Provocation - répression -révolution "
? Ce n'est pas impossible. D'ailleurs, dans leur ouvrage "
Vers la guerre civile ", Geismar et ses co-auteurs
avaient consacré de larges passages à "
l'utilisation révolutionnaire de la
répression " et à " la dialectique de
la répression " que n'eut certainement pas
désavoués feu le " révolutionnaire "
sud-américain. Certains prétendent en outre
que le leader de la G.P. se serait rendu à Cuba
aussitôt après le printemps
révolutionnaire de 68, mais on peut se demander quel
fut l'accueil reçu là-bas lorsqu'on
connaît le jugement négatif et totalement
erroné de Fidel Castro sur les luttes qui venaient
d'ébranler le capitalisme français, jugement
comparable à celui des Soviétiques.
..... Toujours
est-il que, sans hésiter à entrer en
contradiction avec ce qu'avait aussi publié ce livre
à propos de " l'attitude de la petite bourgeoisie
", face à la répression, la " Gauche
Prolétarienne " engagea de grandes luttes contre la
violence de la classe qui frappait ses militants. Geismar
fit le 25 mai 1970 une déclaration tonitruante, lors
d'un meeting tenu dans la salle de la Mutualité. Un
mois plus tard, il était arrêté et,
poursuivi par la Cour de Sûreté de l'Etat, se
retrouvait à la prison de La Santé, avec
quelque soixante autres militants de la G.P. Le 20 octobre
suivant, il était condamné à dix-huit
mois de prison.
..... Une
grève de la faim soutenue par 29 des
emprisonnés de la G.P., ne manquant certes pas de
résolution, leur permit d'obtenir un régime
pénitentiaire amélioré. Le jour de la
comparution de Geismar devant la Cour de Sûreté
de l'Etat, environ trois milliers de manifestants
lycéens et étudiants affrontèrent la
police et lancèrent quelques cocktails Molotov, mais
la classe ouvrière, en tant que telle, resta
massivement indifférente. Nous ignorons quel bilan
objectif ont dressé de ces événements
les militants responsables de la " Gauche
Prolétarienne ".
..... Pour notre
part nous ne pensons pas que les interventions des "
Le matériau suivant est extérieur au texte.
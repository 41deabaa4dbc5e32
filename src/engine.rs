use std::collections::BTreeMap;

use crate::models::{
    CloResult, CourseDescriptor, CourseLearningOutcome, OverallScores, PloResult,
    ProgramLearningOutcome, YearLearningOutcome, YloResult,
};
use crate::reference;

/// Completed multi-level assessment of one slide deck against one course.
#[derive(Debug, Clone)]
pub struct Assessment {
    pub clo_results: BTreeMap<String, CloResult>,
    pub plo_results: BTreeMap<String, PloResult>,
    pub ylo_results: BTreeMap<String, YloResult>,
    pub overall_scores: OverallScores,
}

impl Assessment {
    pub fn empty() -> Self {
        Assessment {
            clo_results: BTreeMap::new(),
            plo_results: BTreeMap::new(),
            ylo_results: BTreeMap::new(),
            overall_scores: OverallScores {
                clo_average: 0.0,
                plo_average: 0.0,
                ylo_average: 0.0,
            },
        }
    }
}

/// Lowercases, strips ASCII punctuation and collapses whitespace. Thai
/// characters, including combining vowel and tone marks, pass through
/// untouched so substring matching stays byte-exact.
pub fn normalize_text(text: &str) -> String {
    let cleaned: String = text
        .to_lowercase()
        .chars()
        .map(|c| {
            if c.is_ascii() && !c.is_ascii_alphanumeric() && !c.is_ascii_whitespace() {
                ' '
            } else {
                c
            }
        })
        .collect();
    cleaned.split_whitespace().collect::<Vec<_>>().join(" ")
}

/// Keyword-coverage score for a single CLO. Substring containment only,
/// no tokenization or stemming; always returns a value in [0, 100].
pub fn score_clo(
    normalized_text: &str,
    clo: &CourseLearningOutcome,
    course_description: &str,
) -> CloResult {
    if clo.keywords.is_empty() {
        return CloResult {
            score: 50.0,
            found_keywords: Vec::new(),
            total_keywords: 0,
            coverage: 0.0,
            confidence: 0.5,
        };
    }

    let found_keywords: Vec<String> = clo
        .keywords
        .iter()
        .filter(|keyword| normalized_text.contains(normalize_text(keyword).as_str()))
        .map(|keyword| keyword.to_string())
        .collect();

    let total_keywords = clo.keywords.len();
    let coverage = found_keywords.len() as f64 / total_keywords as f64;

    let description_matches = normalize_text(course_description)
        .split_whitespace()
        .filter(|word| normalized_text.contains(*word))
        .count();
    let description_bonus = (2.0 * description_matches as f64).min(10.0);

    let score = (50.0 + 40.0 * coverage + description_bonus).min(100.0);

    CloResult {
        score,
        found_keywords,
        total_keywords,
        coverage,
        confidence: 0.6 + 0.4 * coverage,
    }
}

/// How many of a CLO's keywords hit the PLO topic list. A keyword hits when
/// either string contains the other, case-insensitive.
fn topic_hits(clo: &CourseLearningOutcome, plo: &ProgramLearningOutcome) -> usize {
    clo.keywords
        .iter()
        .filter(|keyword| {
            let keyword = normalize_text(keyword);
            plo.topics.iter().any(|topic| {
                let topic = normalize_text(topic);
                keyword.contains(topic.as_str()) || topic.contains(keyword.as_str())
            })
        })
        .count()
}

/// Rolls CLO scores up into one PLO. CLOs whose keywords overlap the PLO
/// topic list are selected; when nothing overlaps, every CLO contributes.
/// Strong overlap (two or more topic hits) weighs a CLO at 1.2.
fn aggregate_plo(
    course: &CourseDescriptor,
    plo: &ProgramLearningOutcome,
    clo_results: &BTreeMap<String, CloResult>,
) -> PloResult {
    let mut selected: Vec<(&CourseLearningOutcome, f64)> = course
        .clos
        .iter()
        .filter_map(|clo| {
            let hits = topic_hits(clo, plo);
            if hits == 0 {
                None
            } else {
                let weight = if hits >= 2 { 1.2 } else { 1.0 };
                Some((clo, weight))
            }
        })
        .collect();

    if selected.is_empty() {
        selected = course.clos.iter().map(|clo| (clo, 1.0)).collect();
    }

    let mut weighted_sum = 0.0;
    let mut weight_sum = 0.0;
    let mut confidence_sum = 0.0;
    let mut related_clos = Vec::new();

    for (clo, weight) in &selected {
        if let Some(result) = clo_results.get(clo.code) {
            weighted_sum += result.score * weight;
            weight_sum += weight;
            confidence_sum += result.confidence;
            related_clos.push(clo.code.to_string());
        }
    }

    if related_clos.is_empty() {
        return PloResult {
            score: 0.0,
            related_clos,
            confidence: 0.0,
        };
    }

    PloResult {
        score: weighted_sum / weight_sum,
        confidence: confidence_sum / related_clos.len() as f64,
        related_clos,
    }
}

/// Rolls PLO scores up into one YLO. Each contribution carries the YLO's
/// cognitive multiplier and the total is normalized by the weight sum.
fn aggregate_ylo(
    ylo: &YearLearningOutcome,
    plo_results: &BTreeMap<String, PloResult>,
) -> YloResult {
    let multiplier = ylo.level.multiplier();
    let mut weighted_sum = 0.0;
    let mut weight_sum = 0.0;
    let mut confidence_sum = 0.0;
    let mut related_plos = Vec::new();

    for plo_code in ylo.related_plos {
        if let Some(result) = plo_results.get(*plo_code) {
            weighted_sum += result.score * multiplier;
            weight_sum += multiplier;
            confidence_sum += result.confidence;
            related_plos.push(plo_code.to_string());
        }
    }

    if related_plos.is_empty() {
        return YloResult {
            score: 0.0,
            cognitive_level: ylo.level.label().to_string(),
            year: ylo.year.to_string(),
            related_plos,
            confidence: 0.0,
        };
    }

    YloResult {
        score: weighted_sum / weight_sum,
        cognitive_level: ylo.level.label().to_string(),
        year: ylo.year.to_string(),
        confidence: confidence_sum / related_plos.len() as f64,
        related_plos,
    }
}

fn overall_scores(
    clo_results: &BTreeMap<String, CloResult>,
    plo_results: &BTreeMap<String, PloResult>,
    ylo_results: &BTreeMap<String, YloResult>,
) -> OverallScores {
    let clo_average = if clo_results.is_empty() {
        0.0
    } else {
        clo_results.values().map(|r| r.score).sum::<f64>() / clo_results.len() as f64
    };

    let mut plo_weighted = 0.0;
    let mut plo_weight_sum = 0.0;
    for (code, result) in plo_results {
        let weight = reference::find_plo(code).map(|p| p.weight).unwrap_or(1.0);
        plo_weighted += result.score * weight;
        plo_weight_sum += weight;
    }
    let plo_average = if plo_weight_sum > 0.0 {
        plo_weighted / plo_weight_sum
    } else {
        0.0
    };

    let ylo_average = if ylo_results.is_empty() {
        0.0
    } else {
        ylo_results.values().map(|r| r.score).sum::<f64>() / ylo_results.len() as f64
    };

    OverallScores {
        clo_average,
        plo_average,
        ylo_average,
    }
}

/// Full CLO→PLO→YLO assessment of slide text against one course.
pub fn assess(course: &CourseDescriptor, text: &str) -> Assessment {
    let normalized = normalize_text(text);

    let clo_results: BTreeMap<String, CloResult> = course
        .clos
        .iter()
        .map(|clo| {
            (
                clo.code.to_string(),
                score_clo(&normalized, clo, course.description),
            )
        })
        .collect();

    let plo_results: BTreeMap<String, PloResult> = course
        .plo_mappings
        .iter()
        .map(|code| {
            let result = match reference::find_plo(code) {
                Some(plo) => aggregate_plo(course, plo, &clo_results),
                None => PloResult {
                    score: 0.0,
                    related_clos: Vec::new(),
                    confidence: 0.0,
                },
            };
            (code.to_string(), result)
        })
        .collect();

    let ylo_results = aggregate_ylos(course, &plo_results);
    let overall_scores = overall_scores(&clo_results, &plo_results, &ylo_results);

    Assessment {
        clo_results,
        plo_results,
        ylo_results,
        overall_scores,
    }
}

fn aggregate_ylos(
    course: &CourseDescriptor,
    plo_results: &BTreeMap<String, PloResult>,
) -> BTreeMap<String, YloResult> {
    course
        .ylo_mappings
        .iter()
        .map(|code| {
            let result = match reference::find_ylo(code) {
                Some(ylo) => aggregate_ylo(ylo, plo_results),
                None => YloResult {
                    score: 0.0,
                    cognitive_level: String::new(),
                    year: String::new(),
                    related_plos: Vec::new(),
                    confidence: 0.0,
                },
            };
            (code.to_string(), result)
        })
        .collect()
}

/// Assessment by course code; an unknown code degrades to empty result maps.
pub fn assess_course_code(course_code: &str, text: &str) -> Assessment {
    match reference::find_course(course_code) {
        Some(course) => assess(course, text),
        None => Assessment::empty(),
    }
}

/// Replaces each PLO score with the mean of the heuristic score and the AI
/// score, then rebuilds the YLO layer and the overall figures from the
/// blended PLO scores.
pub fn blend_plo_scores(
    course: &CourseDescriptor,
    assessment: &mut Assessment,
    ai_scores: &BTreeMap<String, f64>,
) {
    for (code, result) in assessment.plo_results.iter_mut() {
        if let Some(ai_score) = ai_scores.get(code) {
            result.score = (result.score + ai_score.clamp(0.0, 100.0)) / 2.0;
        }
    }
    assessment.ylo_results = aggregate_ylos(course, &assessment.plo_results);
    assessment.overall_scores = overall_scores(
        &assessment.clo_results,
        &assessment.plo_results,
        &assessment.ylo_results,
    );
}

/// Threshold-driven Thai recommendations derived from the weakest outcomes.
pub fn recommendations(course: &CourseDescriptor, assessment: &Assessment) -> Vec<String> {
    let mut output = Vec::new();

    let weakest_clo = assessment
        .clo_results
        .iter()
        .min_by(|a, b| a.1.score.total_cmp(&b.1.score));

    if let Some((code, result)) = weakest_clo {
        if result.score < 70.0 {
            let missing: Vec<&str> = course
                .clos
                .iter()
                .find(|clo| clo.code == code.as_str())
                .map(|clo| {
                    clo.keywords
                        .iter()
                        .filter(|k| !result.found_keywords.iter().any(|f| f == *k))
                        .copied()
                        .collect()
                })
                .unwrap_or_default();
            output.push(format!(
                "ควรเพิ่มเนื้อหาที่สอดคล้องกับ {} โดยเน้นคำสำคัญ: {}",
                code,
                missing.join(", ")
            ));
        }
    }

    for (code, result) in &assessment.plo_results {
        if result.score >= 75.0 {
            continue;
        }
        let suggestion = match code.as_str() {
            "PLO1" => "ควรเชื่อมโยงเนื้อหากับการมีส่วนร่วมของชุมชนและเป้าหมาย SDGs ให้ชัดเจนขึ้น",
            "PLO2" => "ควรเพิ่มการบูรณาการข้ามศาสตร์และรายละเอียดระเบียบวิธีวิจัย",
            "PLO3" => "ควรเพิ่มภาพ แผนภูมิ และ infographic เพื่อช่วยการสื่อสารเนื้อหา",
            _ => continue,
        };
        output.push(suggestion.to_string());
    }

    if assessment.overall_scores.plo_average >= 80.0 {
        output.push("เนื้อหาโดยรวมสอดคล้องกับผลการเรียนรู้ ควรเพิ่ม case study จากบริบทท้องถิ่น".to_string());
    }

    output.push("อ้างอิงงานวิจัยที่ทันสมัย (ภายใน 3 ปี) เพื่อเพิ่มความน่าเชื่อถือของเนื้อหา".to_string());
    output
}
gauchistes prolétariens " pour éveiller et
impulser le mouvement ouvrier révolutionnaire aient
exercé quelque influence profonde et durable.
Toutefois, il ne faut pas sous-estimer la valeur et la
nature virtuelles de certaines formes de violence de classe
qu'ils ont mises à l'épreuve. La
séquestration des patrons, les luttes
anti-hiérarchiques, (que nous-mêmes
préconisions également), la démocratie
prolétarienne directe réapparue à
travers de larges assemblées ouvrières dictant
leur volonté aux responsables syndicaux, constituent
des expériences concrètes dont
l'efficacité viendra s'ajouter en temps voulu aux
vieilles formes des luttes de classe qui constituent le
patrimoine traditionnel plus ancien du prolétariat:
piquets de grève, autodéfense des mouvements,
occupation des usines, organisation de la solidarité,
etc.
..... L'aspect
négatif de l'activité des établis de la
G.,P. découle évidemment de leurs conceptions
spontanéistes : de manière
générale, après la flambée des
luttes, il ne reste absolument rien; l'organisation
révolutionnaire des travailleurs se dissipe aussi
rapidement qu'elle s'était
cristallisée.
..... Aujourd'hui,
par exemple, à l'intérieur de l'usine Coder
à Marseille, il n'y a plus un seul militant de la
G.P. Chez Renault à Boulogne-Billancourt,
après l'assassinat de Pierre Overney et les
licenciements de tous les ouvriers soupçonnés
d'être des militants de la G.P., que reste-t-il ?
Rien.
..... Est-ce en
déplaçant continuellement le point
d'application de leurs efforts, de leur combat, que ces "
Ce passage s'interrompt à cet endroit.